Longtime rivalry takes center stage
PATRIOTS AT COLTS | November showdown has proved to be pretty accurate precursor of postseason success
INDIANAPOLIS -- Things are back to normal among the NFL's elite.
Peyton Manning is healthy, Tom Brady is throwing touchdown passes, the Indianapolis Colts are unbeaten and the New England Patriots lead the AFC East.
Tonight is the perfect stage for the next chapter in the NFL's best rivalry.
''It's a fun game to play and, obviously, you have playoff implications and playoff hype,'' Colts linebacker Gary Brackett said.
The annual November showdown has become more than a midseason feature attraction; it's a barometer for what to expect. Four times since 2003, the winner of this regular-season game went on to become the AFC champion. Three times, the winner brought home the Lombardi Trophy.
And it's not just a road map to championships, either. When these teams last met last season, Brady was recuperating from knee surgery and Manning was just rounding into MVP form with the Colts an uncharacteristic 3-4.
The Colts won 18-15, a victory that started a nine-game winning streak and sent them back to the playoffs. The Colts (8-0) haven't lost a regular-season game since -- 17 in a row -- leaving them one short of the second-longest winning streak in league history.
The Patriots? Well, after losing last season to the Colts, they went 6-2, missed the playoffs and opened this season 3-2. Three consecutive victories have given the Patriots a 6-2 mark, but they still trail the Colts by two games in the race for the AFC's top seed.
''With them being 8-0 right now, it makes it tough with a loss here,'' Brady said. ''There are obviously a lot of things that can happen, and the playoffs are a long ways away.
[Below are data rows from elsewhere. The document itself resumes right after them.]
use chrono::{DateTime, Utc};
use serde::{Deserialize, Serialize};
use uuid::Uuid;

use shopforge_catalog::ProductId;
use shopforge_core::{AggregateId, DomainError, Entity, ValueObject};

/// UUIDv5 namespace for subject-derived customer ids.
const CUSTOMER_NAMESPACE: Uuid = Uuid::from_u128(0x6e2a_8c91_d4f7_42b3_a15d_0c7e_39b8_f254);

/// Customer identifier.
///
/// Derived from the authenticated principal's subject so that the same
/// caller always lands on the same cart without a registration step.
#[derive(Debug, Copy, Clone, PartialEq, Eq, Hash, Serialize, Deserialize)]
#[serde(transparent)]
pub struct CustomerId(pub AggregateId);

impl CustomerId {
    pub fn new(id: AggregateId) -> Self {
        Self(id)
    }

    pub fn for_subject(subject: &str) -> Self {
        Self(AggregateId::derived(&CUSTOMER_NAMESPACE, subject))
    }
}

impl core::fmt::Display for CustomerId {
    fn fmt(&self, f: &mut core::fmt::Formatter<'_>) -> core::fmt::Result {
        core::fmt::Display::fmt(&self.0, f)
    }
}

/// One cart line: a product snapshot plus a quantity.
///
/// Price and name are captured when the line is added; the checkout
/// reconciler re-reads the catalog before charging, so a stale snapshot can
/// never be silently billed.
#[derive(Debug, Clone, PartialEq, Eq, Serialize, Deserialize)]
pub struct CartLine {
    pub product_id: ProductId,
    pub sku: String,
    pub name: String,
    pub unit_price_cents: u64,
    pub quantity: u64,
}

impl CartLine {
    pub fn line_total_cents(&self) -> u64 {
        self.unit_price_cents.saturating_mul(self.quantity)
    }
}

impl ValueObject for CartLine {}

/// The customer's working set. Mutable, not event-sourced.
///
/// Stock is NOT reserved by the cart; availability is checked when a line
/// is added and re-checked at confirmation.
#[derive(Debug, Clone, PartialEq, Eq, Serialize, Deserialize)]
pub struct Cart {
    customer_id: CustomerId,
    lines: Vec<CartLine>,
    updated_at: DateTime<Utc>,
}

impl Entity for Cart {
    type Id = CustomerId;

    fn id(&self) -> &Self::Id {
        &self.customer_id
    }
}

impl Cart {
    pub fn new(customer_id: CustomerId, now: DateTime<Utc>) -> Self {
        Self {
            customer_id,
            lines: Vec::new(),
            updated_at: now,
        }
    }

    pub fn customer_id(&self) -> CustomerId {
        self.customer_id
    }

    pub fn lines(&self) -> &[CartLine] {
        &self.lines
    }

    pub fn updated_at(&self) -> DateTime<Utc> {
        self.updated_at
    }

    pub fn is_empty(&self) -> bool {
        self.lines.is_empty()
    }

    /// Total units across all lines.
    pub fn total_quantity(&self) -> u64 {
        self.lines.iter().map(|l| l.quantity).sum()
    }

    pub fn subtotal_cents(&self) -> u64 {
        self.lines.iter().map(CartLine::line_total_cents).sum()
    }

    pub fn quantity_of(&self, product_id: ProductId) -> u64 {
        self.lines
            .iter()
            .find(|l| l.product_id == product_id)
            .map_or(0, |l| l.quantity)
    }

    /// Add a line, merging with an existing line for the same product.
    pub fn add_line(&mut self, line: CartLine, now: DateTime<Utc>) -> Result<(), DomainError> {
        if line.quantity == 0 {
            return Err(DomainError::validation("quantity must be greater than zero"));
        }
        if line.sku.trim().is_empty() {
            return Err(DomainError::validation("SKU cannot be empty"));
        }

        match self.lines.iter_mut().find(|l| l.product_id == line.product_id) {
            Some(existing) => {
                existing.quantity = existing.quantity.saturating_add(line.quantity);
                // Refresh the snapshot so the most recent catalog read wins.
                existing.sku = line.sku;
                existing.name = line.name;
                existing.unit_price_cents = line.unit_price_cents;
            }
            None => self.lines.push(line),
        }
        self.updated_at = now;
        Ok(())
    }

    /// Replace the quantity of an existing line.
    pub fn set_quantity(
        &mut self,
        product_id: ProductId,
        quantity: u64,
        now: DateTime<Utc>,
    ) -> Result<(), DomainError> {
        if quantity == 0 {
            return Err(DomainError::validation(
                "quantity must be greater than zero; remove the line instead",
            ));
        }
        let line = self
            .lines
            .iter_mut()
            .find(|l| l.product_id == product_id)
            .ok_or(DomainError::NotFound)?;
        line.quantity = quantity;
        self.updated_at = now;
        Ok(())
    }

    pub fn remove_line(
        &mut self,
        product_id: ProductId,
        now: DateTime<Utc>,
    ) -> Result<(), DomainError> {
        let before = self.lines.len();
        self.lines.retain(|l| l.product_id != product_id);
        if self.lines.len() == before {
            return Err(DomainError::NotFound);
        }
        self.updated_at = now;
        Ok(())
    }

    pub fn clear(&mut self, now: DateTime<Utc>) {
        self.lines.clear();
        self.updated_at = now;
    }
}
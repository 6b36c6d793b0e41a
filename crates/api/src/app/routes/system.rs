use std::sync::Arc;

use axum::{extract::Extension, http::StatusCode, response::IntoResponse, Json};

use shopforge_auth::perms;

use crate::app::services;
use crate::app::services::AppServices;
use crate::context::PrincipalContext;

pub async fn health() -> impl IntoResponse {
    StatusCode::OK
}

pub async fn whoami(
    Extension(principal): Extension<PrincipalContext>,
) -> axum::response::Response {
    (
        StatusCode::OK,
        Json(serde_json::json!({
            "sub": principal.subject(),
            "role": principal.principal().role,
            "customer_id": principal.customer_id(),
        })),
    )
        .into_response()
}

pub async fn stream(
    Extension(svc): Extension<Arc<AppServices>>,
    Extension(principal): Extension<PrincipalContext>,
) -> axum::response::Response {
    if let Err(res) = crate::authz::require(&principal, &perms::STREAM_READ) {
        return res;
    }
    services::sse_stream(svc).into_response()
}
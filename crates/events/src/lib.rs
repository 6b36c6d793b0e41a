//! `shopforge-events` — event trait, envelopes, and pub/sub mechanics.
//!
//! Domain crates define their event payloads; this crate defines what makes
//! them events (typing, versioning, business time), the envelope they travel
//! in, and the bus that carries committed envelopes to projections.

pub mod bus;
pub mod envelope;
pub mod event;
pub mod handler;
pub mod in_memory_bus;

pub use bus::{EventBus, Subscription};
pub use envelope::EventEnvelope;
pub use event::Event;
pub use handler::execute;
pub use in_memory_bus::{InMemoryBusError, InMemoryEventBus};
But anytime you play the teams that you know are going to be playoff contenders ... you know, that was our problem last year, why we didn't get into the playoffs. We finished 11-5, but we didn't beat any playoff teams.''
As much as the rivalry has been about the teams, it also has been about Manning and Brady.
The debates never seem to end about which player a team rather would have: Brady with his three Super Bowl championships and one MVP award or Manning with his three MVP awards and one Super Bowl title.
The two have gone head-to-head eight times since 2002, with Brady winning five times and Manning three -- plus the game when Brady was out last season. Manning broke Dan Marino's single-season record for touchdown passes in 2004 with 49, only to see that mark fall to Brady when he threw 50 in 2007.
Who's better?
''Peyton Manning is the best pure quarterback in the National Football League, but Tom Brady is my quarterback with a minute left and we're down four points and we need a touchdown because he's done it,'' former Patriots safety and NBC analyst Rodney Harrison said this week.
The comparisons go far beyond numbers. Last season, Manning entered the game answering questions about his left knee. It took two surgeries to clean up an infected bursa sac, procedures he later admitted led to a slow start before he won his third MVP trophy.
This season, Brady is answering questions about his left knee -- more than a year after having surgery to repair torn ligaments. He, too, needed additional treatment to fight an infection and, like Manning in 2008, wasn't himself early.
''We did talk a little bit when he was dealing with the infection,'' Manning said. ''There were some similarities there, but not quite as much similarity as you'd think. What he's been able to do coming back this year, we've seen film of the Patriots playing other defenses, and you can't tell that he missed last year with major knee surgery.''
So fans will get to see two premier quarterbacks at the top of their games tonight. Brady has thrown 10 touchdown passes in the Patriots' last three games, while Manning has thrown for 2,545 yards and remains on pace to break Marino's single-season record for passing yards (5,084).
Does it get better than this? Only if it comes with a rematch in January.